## WORK ITEM
Go through the data below. List every line that holds the word "usize".

(Saved data entries)
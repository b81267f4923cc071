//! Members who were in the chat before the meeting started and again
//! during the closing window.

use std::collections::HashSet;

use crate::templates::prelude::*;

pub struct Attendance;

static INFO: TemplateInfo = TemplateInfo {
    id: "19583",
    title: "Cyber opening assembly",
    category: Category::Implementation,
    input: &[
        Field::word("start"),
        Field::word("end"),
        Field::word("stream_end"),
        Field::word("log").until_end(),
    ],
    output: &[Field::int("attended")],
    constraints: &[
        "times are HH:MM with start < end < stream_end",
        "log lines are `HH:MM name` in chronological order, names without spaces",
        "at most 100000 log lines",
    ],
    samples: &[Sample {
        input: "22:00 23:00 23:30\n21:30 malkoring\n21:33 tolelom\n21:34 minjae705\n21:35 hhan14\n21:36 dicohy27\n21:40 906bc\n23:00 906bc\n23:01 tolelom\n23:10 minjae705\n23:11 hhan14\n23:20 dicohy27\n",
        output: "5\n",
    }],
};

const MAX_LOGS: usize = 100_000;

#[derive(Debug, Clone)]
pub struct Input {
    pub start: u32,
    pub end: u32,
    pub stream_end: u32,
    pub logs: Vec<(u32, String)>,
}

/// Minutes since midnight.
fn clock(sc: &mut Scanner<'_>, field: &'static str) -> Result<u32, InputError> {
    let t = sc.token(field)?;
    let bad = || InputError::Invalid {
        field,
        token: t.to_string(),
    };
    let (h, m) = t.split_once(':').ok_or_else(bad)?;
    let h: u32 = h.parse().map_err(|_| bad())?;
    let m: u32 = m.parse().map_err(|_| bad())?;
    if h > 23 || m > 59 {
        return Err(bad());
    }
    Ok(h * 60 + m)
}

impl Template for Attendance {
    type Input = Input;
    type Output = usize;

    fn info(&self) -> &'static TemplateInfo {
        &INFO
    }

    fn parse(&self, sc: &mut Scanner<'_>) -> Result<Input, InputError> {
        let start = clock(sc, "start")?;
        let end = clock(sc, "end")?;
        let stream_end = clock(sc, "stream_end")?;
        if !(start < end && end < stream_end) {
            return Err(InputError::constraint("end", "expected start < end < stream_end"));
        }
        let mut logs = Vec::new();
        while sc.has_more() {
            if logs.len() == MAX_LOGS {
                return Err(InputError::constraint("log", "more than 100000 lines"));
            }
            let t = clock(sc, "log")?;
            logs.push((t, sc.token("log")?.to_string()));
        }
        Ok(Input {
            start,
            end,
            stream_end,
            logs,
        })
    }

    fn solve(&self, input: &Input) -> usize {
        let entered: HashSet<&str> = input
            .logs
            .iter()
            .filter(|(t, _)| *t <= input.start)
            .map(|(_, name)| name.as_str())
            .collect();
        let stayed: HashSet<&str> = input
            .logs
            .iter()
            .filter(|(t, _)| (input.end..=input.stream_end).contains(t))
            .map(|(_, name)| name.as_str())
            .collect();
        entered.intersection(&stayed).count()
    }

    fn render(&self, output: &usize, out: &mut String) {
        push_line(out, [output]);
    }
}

## OUTPUT OF THE EXERCISE
const MAX_LOGS: usize = 100_000;
    type Output = usize;
    fn solve(&self, input: &Input) -> usize {
    fn render(&self, output: &usize, out: &mut String) {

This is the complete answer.